[[ MATERIAL SHOWN, beginning ]]

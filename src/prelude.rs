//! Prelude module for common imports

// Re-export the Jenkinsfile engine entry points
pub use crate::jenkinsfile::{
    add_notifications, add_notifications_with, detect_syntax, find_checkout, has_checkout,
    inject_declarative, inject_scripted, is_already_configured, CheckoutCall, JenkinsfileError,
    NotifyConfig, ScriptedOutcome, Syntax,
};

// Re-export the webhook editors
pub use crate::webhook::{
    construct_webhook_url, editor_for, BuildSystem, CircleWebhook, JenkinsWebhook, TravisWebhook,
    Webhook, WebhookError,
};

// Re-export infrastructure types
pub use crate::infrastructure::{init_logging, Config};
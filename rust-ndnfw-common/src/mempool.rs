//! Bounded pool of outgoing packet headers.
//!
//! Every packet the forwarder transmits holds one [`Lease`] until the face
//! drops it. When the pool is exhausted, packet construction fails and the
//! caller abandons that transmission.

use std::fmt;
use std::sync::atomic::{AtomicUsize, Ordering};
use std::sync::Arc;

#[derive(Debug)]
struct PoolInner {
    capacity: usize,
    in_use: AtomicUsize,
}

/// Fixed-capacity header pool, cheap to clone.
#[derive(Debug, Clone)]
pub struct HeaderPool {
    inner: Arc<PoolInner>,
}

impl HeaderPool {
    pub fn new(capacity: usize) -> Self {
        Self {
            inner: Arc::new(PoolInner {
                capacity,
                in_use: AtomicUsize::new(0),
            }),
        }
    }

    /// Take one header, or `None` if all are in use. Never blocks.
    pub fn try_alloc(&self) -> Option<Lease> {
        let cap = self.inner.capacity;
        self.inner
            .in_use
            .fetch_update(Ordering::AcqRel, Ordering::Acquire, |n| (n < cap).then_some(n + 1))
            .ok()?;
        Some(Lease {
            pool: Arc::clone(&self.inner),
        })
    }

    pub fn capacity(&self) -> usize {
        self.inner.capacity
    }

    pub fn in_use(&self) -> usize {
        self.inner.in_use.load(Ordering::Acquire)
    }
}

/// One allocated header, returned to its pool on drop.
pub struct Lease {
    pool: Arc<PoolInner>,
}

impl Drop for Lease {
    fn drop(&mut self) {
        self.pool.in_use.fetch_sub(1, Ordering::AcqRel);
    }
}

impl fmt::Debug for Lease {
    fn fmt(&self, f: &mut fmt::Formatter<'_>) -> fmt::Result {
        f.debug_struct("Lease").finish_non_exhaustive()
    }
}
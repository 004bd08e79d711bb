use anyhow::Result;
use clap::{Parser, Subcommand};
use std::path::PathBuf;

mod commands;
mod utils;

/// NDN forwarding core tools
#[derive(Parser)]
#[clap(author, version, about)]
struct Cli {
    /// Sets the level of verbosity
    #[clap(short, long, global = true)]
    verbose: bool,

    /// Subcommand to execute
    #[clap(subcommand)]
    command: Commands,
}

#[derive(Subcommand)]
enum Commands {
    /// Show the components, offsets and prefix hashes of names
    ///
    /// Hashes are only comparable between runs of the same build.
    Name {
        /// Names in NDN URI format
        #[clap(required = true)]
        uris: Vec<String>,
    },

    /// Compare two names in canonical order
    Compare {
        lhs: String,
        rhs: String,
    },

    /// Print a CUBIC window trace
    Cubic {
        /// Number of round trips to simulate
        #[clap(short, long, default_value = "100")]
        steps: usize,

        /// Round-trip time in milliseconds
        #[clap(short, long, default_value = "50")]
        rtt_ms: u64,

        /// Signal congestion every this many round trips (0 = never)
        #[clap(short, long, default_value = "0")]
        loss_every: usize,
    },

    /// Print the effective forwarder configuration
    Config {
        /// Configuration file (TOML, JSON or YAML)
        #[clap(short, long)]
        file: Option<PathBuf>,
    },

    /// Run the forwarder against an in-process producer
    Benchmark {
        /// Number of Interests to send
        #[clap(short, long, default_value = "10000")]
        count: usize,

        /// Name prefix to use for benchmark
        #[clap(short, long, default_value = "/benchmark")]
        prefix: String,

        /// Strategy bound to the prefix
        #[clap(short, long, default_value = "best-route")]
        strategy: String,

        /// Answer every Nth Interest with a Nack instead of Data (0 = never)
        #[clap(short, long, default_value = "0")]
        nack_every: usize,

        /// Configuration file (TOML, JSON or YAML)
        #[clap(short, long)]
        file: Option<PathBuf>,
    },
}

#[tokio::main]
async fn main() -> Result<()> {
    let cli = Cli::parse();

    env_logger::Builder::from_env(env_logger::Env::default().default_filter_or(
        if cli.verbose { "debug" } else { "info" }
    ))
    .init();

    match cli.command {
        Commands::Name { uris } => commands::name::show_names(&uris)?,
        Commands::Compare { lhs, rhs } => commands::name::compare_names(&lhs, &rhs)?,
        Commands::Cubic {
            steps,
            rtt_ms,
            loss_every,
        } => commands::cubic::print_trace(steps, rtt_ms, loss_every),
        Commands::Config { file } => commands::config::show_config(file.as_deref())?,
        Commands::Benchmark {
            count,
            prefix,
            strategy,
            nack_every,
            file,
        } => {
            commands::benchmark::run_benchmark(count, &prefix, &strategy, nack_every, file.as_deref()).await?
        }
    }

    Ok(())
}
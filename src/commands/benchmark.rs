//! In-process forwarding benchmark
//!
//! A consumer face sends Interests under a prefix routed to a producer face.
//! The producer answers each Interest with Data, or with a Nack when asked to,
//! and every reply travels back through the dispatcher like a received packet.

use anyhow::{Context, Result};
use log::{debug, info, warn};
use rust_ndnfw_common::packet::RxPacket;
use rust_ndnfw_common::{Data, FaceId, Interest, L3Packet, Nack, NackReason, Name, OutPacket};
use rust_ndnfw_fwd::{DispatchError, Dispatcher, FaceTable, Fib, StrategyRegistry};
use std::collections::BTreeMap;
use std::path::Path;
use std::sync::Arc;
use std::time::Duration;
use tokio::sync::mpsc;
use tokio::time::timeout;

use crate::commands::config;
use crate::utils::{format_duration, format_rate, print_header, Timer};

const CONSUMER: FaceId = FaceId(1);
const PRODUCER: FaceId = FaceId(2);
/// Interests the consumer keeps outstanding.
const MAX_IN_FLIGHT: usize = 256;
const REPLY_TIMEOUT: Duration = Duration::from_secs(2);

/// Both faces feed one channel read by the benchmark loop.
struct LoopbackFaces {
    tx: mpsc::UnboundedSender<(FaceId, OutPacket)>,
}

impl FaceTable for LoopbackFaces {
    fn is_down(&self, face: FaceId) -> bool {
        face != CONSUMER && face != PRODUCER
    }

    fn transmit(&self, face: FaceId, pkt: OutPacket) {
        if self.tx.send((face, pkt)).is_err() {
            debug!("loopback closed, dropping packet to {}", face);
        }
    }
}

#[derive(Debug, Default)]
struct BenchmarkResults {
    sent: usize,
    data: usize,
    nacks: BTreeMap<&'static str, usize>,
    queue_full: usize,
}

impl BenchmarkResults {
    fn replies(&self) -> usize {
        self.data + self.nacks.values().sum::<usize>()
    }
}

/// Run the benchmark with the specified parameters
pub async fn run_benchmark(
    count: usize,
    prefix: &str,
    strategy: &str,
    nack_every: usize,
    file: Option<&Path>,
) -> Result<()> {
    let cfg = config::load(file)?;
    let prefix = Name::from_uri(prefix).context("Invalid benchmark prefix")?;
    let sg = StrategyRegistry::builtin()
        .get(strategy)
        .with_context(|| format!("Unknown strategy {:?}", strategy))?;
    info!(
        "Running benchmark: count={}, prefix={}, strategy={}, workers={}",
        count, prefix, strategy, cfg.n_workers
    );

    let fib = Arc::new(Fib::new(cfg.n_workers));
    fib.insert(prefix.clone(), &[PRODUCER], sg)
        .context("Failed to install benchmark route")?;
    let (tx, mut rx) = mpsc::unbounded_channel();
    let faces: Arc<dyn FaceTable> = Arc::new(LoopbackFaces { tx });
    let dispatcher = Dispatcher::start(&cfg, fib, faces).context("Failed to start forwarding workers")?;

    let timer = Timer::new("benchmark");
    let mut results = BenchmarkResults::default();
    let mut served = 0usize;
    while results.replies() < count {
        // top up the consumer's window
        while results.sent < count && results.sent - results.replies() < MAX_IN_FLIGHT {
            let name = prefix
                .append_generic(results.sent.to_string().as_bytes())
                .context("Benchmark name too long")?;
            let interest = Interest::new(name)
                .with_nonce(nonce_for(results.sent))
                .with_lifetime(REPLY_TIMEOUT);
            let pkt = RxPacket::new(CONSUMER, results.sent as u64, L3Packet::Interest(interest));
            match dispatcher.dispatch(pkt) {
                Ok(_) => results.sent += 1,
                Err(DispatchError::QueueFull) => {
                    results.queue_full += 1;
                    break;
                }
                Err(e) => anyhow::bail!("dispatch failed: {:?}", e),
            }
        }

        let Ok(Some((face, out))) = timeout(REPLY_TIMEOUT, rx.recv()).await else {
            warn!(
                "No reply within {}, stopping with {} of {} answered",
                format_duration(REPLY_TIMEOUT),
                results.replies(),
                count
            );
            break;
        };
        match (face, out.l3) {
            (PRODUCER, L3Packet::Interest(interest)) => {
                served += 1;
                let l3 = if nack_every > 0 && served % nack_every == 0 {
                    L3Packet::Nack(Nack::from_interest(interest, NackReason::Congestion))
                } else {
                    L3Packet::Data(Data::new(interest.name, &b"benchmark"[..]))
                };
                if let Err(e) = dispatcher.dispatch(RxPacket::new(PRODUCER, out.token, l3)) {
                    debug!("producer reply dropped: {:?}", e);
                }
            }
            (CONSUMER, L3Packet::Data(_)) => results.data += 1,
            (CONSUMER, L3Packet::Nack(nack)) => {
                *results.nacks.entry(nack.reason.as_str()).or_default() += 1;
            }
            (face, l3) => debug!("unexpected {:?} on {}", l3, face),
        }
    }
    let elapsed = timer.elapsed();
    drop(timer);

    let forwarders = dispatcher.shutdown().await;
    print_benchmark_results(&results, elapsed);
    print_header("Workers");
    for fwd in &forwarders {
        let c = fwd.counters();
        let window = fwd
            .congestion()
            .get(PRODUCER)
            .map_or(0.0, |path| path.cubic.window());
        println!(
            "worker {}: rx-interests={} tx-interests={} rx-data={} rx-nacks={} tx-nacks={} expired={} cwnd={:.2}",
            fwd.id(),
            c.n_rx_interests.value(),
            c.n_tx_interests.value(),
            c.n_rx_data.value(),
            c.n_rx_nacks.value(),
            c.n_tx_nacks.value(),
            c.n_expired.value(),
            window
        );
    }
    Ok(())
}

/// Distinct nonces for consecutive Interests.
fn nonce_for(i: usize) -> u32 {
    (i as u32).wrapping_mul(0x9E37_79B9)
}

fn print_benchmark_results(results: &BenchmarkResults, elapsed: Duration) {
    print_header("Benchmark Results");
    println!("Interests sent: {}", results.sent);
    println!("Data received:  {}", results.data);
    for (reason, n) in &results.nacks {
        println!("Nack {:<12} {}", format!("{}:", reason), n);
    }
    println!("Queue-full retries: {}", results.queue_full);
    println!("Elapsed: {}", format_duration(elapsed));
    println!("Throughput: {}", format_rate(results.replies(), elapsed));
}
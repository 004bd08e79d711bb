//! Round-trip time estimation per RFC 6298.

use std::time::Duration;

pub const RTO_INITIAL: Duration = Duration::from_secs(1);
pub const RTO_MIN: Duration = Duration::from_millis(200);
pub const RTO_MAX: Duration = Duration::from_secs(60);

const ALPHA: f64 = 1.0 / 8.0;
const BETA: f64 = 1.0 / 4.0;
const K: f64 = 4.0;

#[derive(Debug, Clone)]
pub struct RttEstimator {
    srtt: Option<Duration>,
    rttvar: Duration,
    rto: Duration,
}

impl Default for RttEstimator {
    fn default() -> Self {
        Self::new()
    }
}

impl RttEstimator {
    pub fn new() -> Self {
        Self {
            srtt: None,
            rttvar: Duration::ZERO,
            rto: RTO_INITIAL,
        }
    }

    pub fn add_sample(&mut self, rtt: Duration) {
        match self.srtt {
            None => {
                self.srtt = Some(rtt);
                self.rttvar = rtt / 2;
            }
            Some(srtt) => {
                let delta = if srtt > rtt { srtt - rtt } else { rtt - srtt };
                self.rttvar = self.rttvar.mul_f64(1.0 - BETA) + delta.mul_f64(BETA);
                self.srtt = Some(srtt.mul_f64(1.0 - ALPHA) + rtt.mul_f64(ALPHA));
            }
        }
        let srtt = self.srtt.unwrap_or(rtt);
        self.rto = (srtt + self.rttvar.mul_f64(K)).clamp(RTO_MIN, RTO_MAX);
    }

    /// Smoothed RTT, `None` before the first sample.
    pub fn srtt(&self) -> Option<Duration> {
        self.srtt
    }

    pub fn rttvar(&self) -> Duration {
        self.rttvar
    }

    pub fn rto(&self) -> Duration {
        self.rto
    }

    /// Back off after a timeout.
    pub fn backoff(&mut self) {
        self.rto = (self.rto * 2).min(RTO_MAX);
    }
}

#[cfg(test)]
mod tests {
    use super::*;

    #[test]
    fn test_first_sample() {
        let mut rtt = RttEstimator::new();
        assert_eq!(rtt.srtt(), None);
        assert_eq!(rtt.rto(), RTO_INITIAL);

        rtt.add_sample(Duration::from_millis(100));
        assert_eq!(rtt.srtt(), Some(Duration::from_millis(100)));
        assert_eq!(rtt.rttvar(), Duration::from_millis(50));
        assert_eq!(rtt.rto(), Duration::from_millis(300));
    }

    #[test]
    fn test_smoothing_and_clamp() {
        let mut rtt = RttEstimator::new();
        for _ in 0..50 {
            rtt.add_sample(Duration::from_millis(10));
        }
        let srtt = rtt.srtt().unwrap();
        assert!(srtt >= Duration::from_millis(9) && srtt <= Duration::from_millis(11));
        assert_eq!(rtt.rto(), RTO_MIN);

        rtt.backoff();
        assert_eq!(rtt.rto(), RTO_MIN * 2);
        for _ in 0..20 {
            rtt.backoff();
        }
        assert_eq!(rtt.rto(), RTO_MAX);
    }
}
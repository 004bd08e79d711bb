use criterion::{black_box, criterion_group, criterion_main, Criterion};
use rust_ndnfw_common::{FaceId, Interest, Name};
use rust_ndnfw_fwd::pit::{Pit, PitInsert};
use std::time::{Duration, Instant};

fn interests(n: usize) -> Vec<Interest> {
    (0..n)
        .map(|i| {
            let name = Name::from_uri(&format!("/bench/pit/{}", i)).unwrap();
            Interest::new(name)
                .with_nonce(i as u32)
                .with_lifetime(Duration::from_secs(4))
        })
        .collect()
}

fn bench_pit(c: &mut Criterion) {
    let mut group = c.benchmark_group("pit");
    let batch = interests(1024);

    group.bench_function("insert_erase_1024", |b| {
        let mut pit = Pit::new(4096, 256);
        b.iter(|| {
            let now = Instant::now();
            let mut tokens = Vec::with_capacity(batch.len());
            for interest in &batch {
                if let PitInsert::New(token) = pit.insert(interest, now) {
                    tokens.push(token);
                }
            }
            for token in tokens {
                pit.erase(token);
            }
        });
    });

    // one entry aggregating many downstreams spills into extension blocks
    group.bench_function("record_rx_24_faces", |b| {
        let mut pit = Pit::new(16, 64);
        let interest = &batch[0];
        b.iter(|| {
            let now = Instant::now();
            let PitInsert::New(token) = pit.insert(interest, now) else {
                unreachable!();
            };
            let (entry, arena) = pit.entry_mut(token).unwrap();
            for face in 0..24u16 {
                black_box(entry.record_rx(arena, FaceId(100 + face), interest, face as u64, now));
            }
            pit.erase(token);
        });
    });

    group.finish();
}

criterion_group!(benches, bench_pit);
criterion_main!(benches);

[[ MATERIAL SHOWN, end ]]

YOUR GOAL
For this task, write out exactly the lines of the entries above, starting at the line with "pub fn in_use(&self)" and ending at the line with "effective forwarder configuration", both included, and no others.

TASK OUTPUT
    pub fn in_use(&self) -> usize {
        self.inner.in_use.load(Ordering::Acquire)
    }
}

/// One allocated header, returned to its pool on drop.
pub struct Lease {
    pool: Arc<PoolInner>,
}

impl Drop for Lease {
    fn drop(&mut self) {
        self.pool.in_use.fetch_sub(1, Ordering::AcqRel);
    }
}

impl fmt::Debug for Lease {
    fn fmt(&self, f: &mut fmt::Formatter<'_>) -> fmt::Result {
        f.debug_struct("Lease").finish_non_exhaustive()
    }
}
repository 004bd08e79d711bb
use anyhow::Result;
use clap::{Parser, Subcommand};
use std::path::PathBuf;

mod commands;
mod utils;

/// NDN forwarding core tools
#[derive(Parser)]
#[clap(author, version, about)]
struct Cli {
    /// Sets the level of verbosity
    #[clap(short, long, global = true)]
    verbose: bool,

    /// Subcommand to execute
    #[clap(subcommand)]
    command: Commands,
}

#[derive(Subcommand)]
enum Commands {
    /// Show the components, offsets and prefix hashes of names
    ///
    /// Hashes are only comparable between runs of the same build.
    Name {
        /// Names in NDN URI format
        #[clap(required = true)]
        uris: Vec<String>,
    },

    /// Compare two names in canonical order
    Compare {
        lhs: String,
        rhs: String,
    },

    /// Print a CUBIC window trace
    Cubic {
        /// Number of round trips to simulate
        #[clap(short, long, default_value = "100")]
        steps: usize,

        /// Round-trip time in milliseconds
        #[clap(short, long, default_value = "50")]
        rtt_ms: u64,

        /// Signal congestion every this many round trips (0 = never)
        #[clap(short, long, default_value = "0")]
        loss_every: usize,
    },

    /// Print the effective forwarder configuration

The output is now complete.